My eldest son, then age 7, and I were sitting in our guestroom one morning about a year and a half ago. This is the room where a lot of the instruments live that I don't play regularly. There is the big old jumbo-sized six string made by Seth Hedu, an acoustic baritone guitar made by Steve Wishnevskey, and a banjo that belonged to my wife's uncle. There is a charango that my mother in law brought back from La Paz, Bolivia after a visit and a five string mountain dulcimer made by the great W. E. "Bill" Young, who was a North Carolina maker of some distinction before he passed. I am still looking for more information on him, so if anyone has some, send it along. I'd like to make him a memorial here.

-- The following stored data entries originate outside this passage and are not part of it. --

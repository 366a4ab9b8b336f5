//! # Catalog Errors

use std::io;

use thiserror::Error;

use crate::covers::CoverError;
use crate::index::IndexError;
use crate::storage::{StorageError, ValidationError};

/// Result type for catalog operations
pub type CatalogResult<T> = Result<T, CatalogError>;

/// Catalog errors
///
/// A stale or corrupt index is never one of these; the catalog repairs it.
#[derive(Debug, Error)]
pub enum CatalogError {
    #[error(transparent)]
    Index(#[from] IndexError),

    #[error(transparent)]
    Storage(#[from] StorageError),

    #[error(transparent)]
    Cover(#[from] CoverError),

    #[error("Invalid record: {0}")]
    Validation(#[from] ValidationError),

    #[error("Record already exists: {0}")]
    Duplicate(String),

    #[error("Key appears more than once in the new dataset: {0}")]
    DuplicateInDataset(String),

    #[error("Cover store not configured")]
    CoversUnavailable,

    #[error("Invalid import file {path}: {reason}")]
    InvalidImport { path: String, reason: String },

    #[error("I/O error on {path}: {source}")]
    Io {
        path: String,
        #[source]
        source: io::Error,
    },
}

impl CatalogError {
    /// Stable error code for responses
    pub fn code(&self) -> &'static str {
        match self {
            CatalogError::Index(e) => e.code().code(),
            CatalogError::Storage(e) => e.code().code(),
            CatalogError::Cover(e) => e.code(),
            CatalogError::Validation(_) => "SHELF_VALIDATION_FAILED",
            CatalogError::Duplicate(_) => "SHELF_DUPLICATE_KEY",
            CatalogError::DuplicateInDataset(_) => "SHELF_DUPLICATE_KEY",
            CatalogError::CoversUnavailable => "SHELF_COVERS_UNAVAILABLE",
            CatalogError::InvalidImport { .. } => "SHELF_INVALID_IMPORT",
            CatalogError::Io { .. } => "SHELF_IO_ERROR",
        }
    }
}
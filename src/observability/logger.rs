//! Structured JSON logger for gameshelf
//!
//! - One log line = one JSON object
//! - `event` first, `severity` second, remaining keys sorted
//! - Synchronous, no buffering
//! - Everything goes to stderr; stdout belongs to command responses

use std::fmt;
use std::io::{self, Write};
use std::sync::atomic::{AtomicU8, Ordering};

use super::events::Event;

/// Log severity levels
#[derive(Debug, Clone, Copy, PartialEq, Eq, PartialOrd, Ord)]
pub enum Severity {
    /// Per-record detail
    Trace = 0,
    /// Normal operations
    Info = 1,
    /// Recovered inconsistencies
    Warn = 2,
    /// Operation failures
    Error = 3,
}

impl Severity {
    /// Returns the string representation
    pub fn as_str(&self) -> &'static str {
        match self {
            Severity::Trace => "TRACE",
            Severity::Info => "INFO",
            Severity::Warn => "WARN",
            Severity::Error => "ERROR",
        }
    }

    /// Parses a level name, case-insensitively
    pub fn parse(name: &str) -> Option<Self> {
        match name.to_ascii_uppercase().as_str() {
            "TRACE" => Some(Severity::Trace),
            "INFO" => Some(Severity::Info),
            "WARN" => Some(Severity::Warn),
            "ERROR" => Some(Severity::Error),
            _ => None,
        }
    }

    fn from_u8(value: u8) -> Self {
        match value {
            0 => Severity::Trace,
            1 => Severity::Info,
            2 => Severity::Warn,
            _ => Severity::Error,
        }
    }
}

impl fmt::Display for Severity {
    fn fmt(&self, f: &mut fmt::Formatter<'_>) -> fmt::Result {
        write!(f, "{}", self.as_str())
    }
}

static MIN_SEVERITY: AtomicU8 = AtomicU8::new(Severity::Info as u8);

/// A structured logger that outputs JSON logs
pub struct Logger;

impl Logger {
    /// Sets the lowest severity that is written
    pub fn set_min_severity(severity: Severity) {
        MIN_SEVERITY.store(severity as u8, Ordering::Relaxed);
    }

    /// Returns the lowest severity that is written
    pub fn min_severity() -> Severity {
        Severity::from_u8(MIN_SEVERITY.load(Ordering::Relaxed))
    }

    /// Log an event at its default severity
    pub fn emit(event: Event, fields: &[(&str, &str)]) {
        Self::log(event.severity(), event.as_str(), fields);
    }

    /// Log an event with the given severity and fields
    pub fn log(severity: Severity, event: &str, fields: &[(&str, &str)]) {
        if severity < Self::min_severity() {
            return;
        }
        Self::log_to_writer(severity, event, fields, &mut io::stderr());
    }

    fn log_to_writer<W: Write>(
        severity: Severity,
        event: &str,
        fields: &[(&str, &str)],
        writer: &mut W,
    ) {
        let mut output = String::with_capacity(256);

        output.push('{');

        output.push_str("\"event\":\"");
        Self::escape_json_string(&mut output, event);
        output.push('"');

        output.push_str(",\"severity\":\"");
        output.push_str(severity.as_str());
        output.push('"');

        let mut sorted_fields: Vec<_> = fields.iter().collect();
        sorted_fields.sort_by_key(|(k, _)| *k);

        for (key, value) in sorted_fields {
            output.push_str(",\"");
            Self::escape_json_string(&mut output, key);
            output.push_str("\":\"");
            Self::escape_json_string(&mut output, value);
            output.push('"');
        }

        output.push('}');
        output.push('\n');

        // One write per line
        let _ = writer.write_all(output.as_bytes());
        let _ = writer.flush();
    }

    fn escape_json_string(output: &mut String, s: &str) {
        for c in s.chars() {
            match c {
                '"' => output.push_str("\\\""),
                '\\' => output.push_str("\\\\"),
                '\n' => output.push_str("\\n"),
                '\r' => output.push_str("\\r"),
                '\t' => output.push_str("\\t"),
                c if c.is_control() => {
                    output.push_str(&format!("\\u{:04x}", c as u32));
                }
                c => output.push(c),
            }
        }
    }
}

#[cfg(test)]
pub fn capture_log(severity: Severity, event: &str, fields: &[(&str, &str)]) -> String {
    let mut buffer = Vec::new();
    Logger::log_to_writer(severity, event, fields, &mut buffer);
    String::from_utf8(buffer).unwrap()
}
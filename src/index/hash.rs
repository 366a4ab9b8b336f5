//! Digit-weighted bucket hash
//!
//! Keys are UUID-shaped, so the hash only looks at their decimal digits:
//! every digit is multiplied by its 1-based position among the digits, the
//! products are summed, and the sum is reduced modulo the table size. A key
//! without digits hashes as if its digit sequence were `"0"`.
//!
//! Only ASCII `0`-`9` count as digits. Other Unicode decimal digits, such as
//! full-width `３`, are skipped like any other non-digit character.
//!
//! The distribution is far from uniform. Persisted index files depend on the
//! exact bucket assignment, so the function must not change.

/// Returns the bucket for `key` in a table of `table_size` slots.
///
/// `table_size` must be non-zero; `HashIndex` guarantees it.
pub fn bucket_of(key: &str, table_size: usize) -> usize {
    debug_assert!(table_size > 0);

    // No digits sums to 0, the same value the "0" fallback produces.
    let weighted: u64 = key
        .chars()
        .filter_map(|c| c.to_digit(10))
        .enumerate()
        .map(|(i, digit)| u64::from(digit) * (i as u64 + 1))
        .sum();

    (weighted % table_size as u64) as usize
}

There are also a bunch of things I have made over the years that are of varying levels of recognizable. The only factory made instruments in the room are the banjo and my own personal most expensive instrument, which is a round-necked Dobro that I bought when I played with the Brooklyn Jugs fifteen years ago or so.
So my eldest and I are sitting there and he says "You should make a guitar with three humps instead of two humps. "Hm," I say. "What would that look like? Could you draw it for me?" One of the things I LOVE about kids is that there is little inhibition. "Sure," he says, and pads off to find a pen and paper. He draws what he is thinking of and I say "well, that's cool looking. What is it called?" With all of the confidence a (then) seven-year-old can muster he says "It's a Deltrula."

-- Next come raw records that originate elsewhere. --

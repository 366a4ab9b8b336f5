//! Catalog operations
//!
//! # API
//!
//! - `insert(record)` - Reject duplicates, append, index the new position
//! - `find(key)` - Indexed lookup, verified against the store
//! - `delete(key)` - Swap-remove keeping the moved record's position current
//! - `replace_all(records)` - Bulk replace followed by a full rebuild
//! - `rebuild()` - Full rebuild on request

use std::collections::HashSet;
use std::fs;
use std::path::Path;

use super::errors::{CatalogError, CatalogResult};
use super::resolution::{Resolved, Startup};
use crate::config::Config;
use crate::covers::CoverStore;
use crate::index::{HashIndex, IndexError, IndexLoad, IndexStatistics};
use crate::observability::{log_event_with_fields, Event};
use crate::storage::{to_pretty_json, Game, JsonFileStore, Keyed, NewGame, RecordStore};

/// Catalog over the JSON inventory file
pub type GameCatalog = Catalog<JsonFileStore<Game>>;

/// Record store plus the hash index over it
pub struct Catalog<S: RecordStore> {
    store: S,
    index: HashIndex,
    covers: Option<CoverStore>,
    startup: Startup,
}

impl<S: RecordStore> Catalog<S> {
    /// Couples `store` with `index`.
    ///
    /// The index is rebuilt before first use when its file was discarded,
    /// or when there was no file but the store already holds records.
    pub fn new(store: S, mut index: HashIndex, load: IndexLoad) -> CatalogResult<Self> {
        let rebuild = match &load {
            IndexLoad::Loaded => {
                log_event_with_fields(Event::IndexLoaded, &[]);
                false
            }
            IndexLoad::Missing => {
                log_event_with_fields(Event::IndexMissing, &[]);
                !store.is_empty()?
            }
            IndexLoad::Reset { reason } => {
                log_event_with_fields(Event::IndexReset, &[("reason", reason.as_str())]);
                true
            }
        };

        if rebuild {
            index.rebuild_from_store(&store)?;
            log_rebuilt("startup", &index);
        }

        Ok(Self {
            store,
            index,
            covers: None,
            startup: Startup {
                load,
                rebuilt: rebuild,
            },
        })
    }

    /// Attaches the cover store used by `register`.
    pub fn with_covers(mut self, covers: CoverStore) -> Self {
        self.covers = Some(covers);
        self
    }

    /// How the index came up
    pub fn startup(&self) -> &Startup {
        &self.startup
    }

    /// The hash index
    pub fn index(&self) -> &HashIndex {
        &self.index
    }

    /// The record store
    pub fn store(&self) -> &S {
        &self.store
    }

    fn rebuild_index(&mut self, reason: &str) -> CatalogResult<()> {
        self.index.rebuild_from_store(&self.store)?;
        log_rebuilt(reason, &self.index);
        Ok(())
    }

    /// Discards the index and rebuilds it from the whole store.
    pub fn rebuild(&mut self) -> CatalogResult<IndexStatistics> {
        self.rebuild_index("requested")?;
        Ok(self.index.statistics())
    }

    /// Index occupancy statistics
    pub fn statistics(&self) -> IndexStatistics {
        self.index.statistics()
    }

    /// Every record in store order
    pub fn list(&self) -> CatalogResult<Vec<S::Record>> {
        Ok(self.store.get_all()?)
    }

    /// Looks `key` up through the index and checks the record found there.
    ///
    /// If the indexed position is out of range or holds another key, the
    /// store is scanned linearly and the index rebuilt. A key the index has
    /// no entry for is reported absent without touching the store.
    pub fn find(&mut self, key: &str) -> CatalogResult<Resolved<Option<S::Record>>> {
        let Some(position) = self.index.lookup_position(key) else {
            return Ok(Resolved::indexed(None));
        };

        if let Some(record) = self.store.get_at(position)? {
            if record.key() == key {
                return Ok(Resolved::indexed(Some(record)));
            }
        }

        log_stale(key, position);
        let found = self
            .store
            .get_all()?
            .into_iter()
            .find(|record| record.key() == key);
        self.rebuild_index("stale_lookup")?;

        Ok(Resolved::rebuilt(found))
    }

    /// True if `key` is in the store, going through the verified lookup.
    pub fn contains(&mut self, key: &str) -> CatalogResult<bool> {
        Ok(self.find(key)?.value.is_some())
    }

    /// Appends `record` and indexes it at its new position.
    pub fn insert(&mut self, record: S::Record) -> CatalogResult<usize> {
        let key = record.key().to_string();
        if key.is_empty() {
            return Err(IndexError::invalid_key("key must not be empty").into());
        }
        if self.contains(&key)? {
            log_event_with_fields(Event::RecordDuplicate, &[("key", key.as_str())]);
            return Err(CatalogError::Duplicate(key));
        }

        let position = self.store.append(record)?;
        self.index.insert(&key, position)?;

        let position_str = position.to_string();
        log_event_with_fields(
            Event::RecordInserted,
            &[("key", key.as_str()), ("position", position_str.as_str())],
        );
        Ok(position)
    }

    /// Deletes the record with `key`.
    ///
    /// Fast path: the record moving out of the last slot has its index
    /// position updated before the store is truncated and written, then the
    /// deleted key is unlinked. Stale path: the key is located by a linear
    /// scan, removed there, and the whole index rebuilt from the result.
    pub fn delete(&mut self, key: &str) -> CatalogResult<Resolved<bool>> {
        let Some(position) = self.index.lookup_position(key) else {
            return Ok(Resolved::indexed(false));
        };

        let records = self.store.get_all()?;
        let verified = records
            .get(position)
            .is_some_and(|record| record.key() == key);

        if !verified {
            log_stale(key, position);
            let found = records.iter().position(|record| record.key() == key);
            if let Some(at) = found {
                self.store.swap_remove_last(at)?;
                log_deleted(key, at);
            }
            self.rebuild_index("stale_delete")?;
            return Ok(Resolved::rebuilt(found.is_some()));
        }

        let last = records.len() - 1;
        let mut moved_indexed = true;
        if position != last {
            let moved_key = records[last].key();
            moved_indexed = self.index.update_position(moved_key, position)?;
        }

        self.store.swap_remove_last(position)?;
        self.index.remove(key)?;
        log_deleted(key, position);

        // The moved record had no entry to update, so the index was already
        // missing keys.
        if !moved_indexed {
            self.rebuild_index("stale_delete")?;
            return Ok(Resolved::rebuilt(true));
        }

        Ok(Resolved::indexed(true))
    }

    /// Replaces the whole dataset (import / restore) and rebuilds the index.
    pub fn replace_all(&mut self, records: Vec<S::Record>) -> CatalogResult<()> {
        let mut seen = HashSet::with_capacity(records.len());
        for record in &records {
            if record.key().is_empty() {
                return Err(IndexError::invalid_key("key must not be empty").into());
            }
            if !seen.insert(record.key()) {
                return Err(CatalogError::DuplicateInDataset(record.key().to_string()));
            }
        }

        self.store.replace_all(records)?;
        self.rebuild_index("replace_all")
    }
}

impl Catalog<JsonFileStore<Game>> {
    /// Opens the inventory, its index and the cover store described by
    /// `config`.
    pub fn open(config: &Config) -> CatalogResult<Self> {
        let store = JsonFileStore::open(config.inventory_path())?;
        let (index, load) = HashIndex::open(config.index_path(), config.table_size)?;
        let covers = CoverStore::open(config.data_path(), &config.covers_dir)?;

        let catalog = Self::new(store, index, load)?.with_covers(covers);
        log_event_with_fields(Event::CatalogOpened, &[("data_dir", config.data_dir.as_str())]);
        Ok(catalog)
    }
}

impl<S: RecordStore<Record = Game>> Catalog<S> {
    /// Saves the cover, builds and validates the game, then inserts it.
    ///
    /// The cover is written before validation, so a rejected draft may
    /// leave an unreferenced cover file behind.
    pub fn register(&mut self, draft: NewGame, cover: &[u8], cover_name: &str) -> CatalogResult<Game> {
        let covers = self.covers.as_ref().ok_or(CatalogError::CoversUnavailable)?;
        let portada = covers.save(cover, cover_name)?;
        log_event_with_fields(Event::CoverSaved, &[("path", portada.as_str())]);

        let game = Game::from_draft(draft, portada)?;
        self.insert(game.clone())?;
        Ok(game)
    }

    /// First game whose name equals `name`, ignoring case and surrounding
    /// whitespace.
    pub fn find_by_name(&self, name: &str) -> CatalogResult<Option<Game>> {
        let wanted = name.trim().to_lowercase();
        if wanted.is_empty() {
            return Ok(None);
        }
        Ok(self
            .list()?
            .into_iter()
            .find(|game| game.nombre.trim().to_lowercase() == wanted))
    }

    /// Every game whose company contains `fragment`, ignoring case.
    pub fn filter_by_company(&self, fragment: &str) -> CatalogResult<Vec<Game>> {
        let wanted = fragment.trim().to_lowercase();
        Ok(self
            .list()?
            .into_iter()
            .filter(|game| game.compania.to_lowercase().contains(&wanted))
            .collect())
    }

    /// Replaces the inventory with the JSON array in `path`.
    ///
    /// Every game is validated before anything is written.
    pub fn import(&mut self, path: &Path) -> CatalogResult<usize> {
        let bytes = fs::read(path).map_err(|source| CatalogError::Io {
            path: path.display().to_string(),
            source,
        })?;
        let games: Vec<Game> =
            serde_json::from_slice(&bytes).map_err(|e| CatalogError::InvalidImport {
                path: path.display().to_string(),
                reason: e.to_string(),
            })?;
        for game in &games {
            game.validate()?;
        }

        let count = games.len();
        self.replace_all(games)?;

        let path_str = path.display().to_string();
        let count_str = count.to_string();
        log_event_with_fields(
            Event::ImportComplete,
            &[("path", path_str.as_str()), ("records", count_str.as_str())],
        );
        Ok(count)
    }

    /// Writes the inventory to `path` in the store's own format.
    pub fn export(&self, path: &Path) -> CatalogResult<usize> {
        let games = self.list()?;
        let bytes = to_pretty_json(&games).map_err(|e| CatalogError::Io {
            path: path.display().to_string(),
            source: e.into(),
        })?;
        fs::write(path, bytes).map_err(|source| CatalogError::Io {
            path: path.display().to_string(),
            source,
        })?;

        let path_str = path.display().to_string();
        let count_str = games.len().to_string();
        log_event_with_fields(
            Event::ExportComplete,
            &[("path", path_str.as_str()), ("records", count_str.as_str())],
        );
        Ok(games.len())
    }
}

fn log_rebuilt(reason: &str, index: &HashIndex) {
    let entries = index.statistics().total_entries.to_string();
    log_event_with_fields(Event::IndexRebuilt, &[("reason", reason), ("entries", entries.as_str())]);
}

fn log_stale(key: &str, position: usize) {
    let position = position.to_string();
    log_event_with_fields(Event::IndexStaleEntry, &[("key", key), ("position", position.as_str())]);
}

fn log_deleted(key: &str, position: usize) {
    let position = position.to_string();
    log_event_with_fields(Event::RecordDeleted, &[("key", key), ("position", position.as_str())]);
}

So of course I have to build it.
I had to back-burner it until this past June, when I was at Haystack Mountain School of Craft leading a workshop, and it was there that I filled some spare hours beginning the work of making a Deltrula. It is... Weird.
Weird to say the least.
Jaydan Moore (who was teaching the metals class that session) for a tailpiece. It is a piece of an old serving tray and is just about right for this crazy thing.
Because he was born on the 13th, it has 13 strings and 13 frets. I played with the drawing a little because I wanted it to have a ridiculously short neck to deal with all of those strings. It is strung in four courses of three strings each, with one extra bass string. That extra string is tuned to A, with the four courses tuned to DGBE, which is how I keep my tenor guitar tuned. Pretty weird to play.
The whole thing is chestnut out of a Shoninger Piano that was built in 1913 I think. So a combo of wormy and not, with a piece of the original mahogany veneer on the completely silly and massive head stock. It is pretty loud, and my eldest says it sounds "like a robot," which seems about right. Not sure it will come out on this video, but it sure is a weird thing. Sort of like my eldest.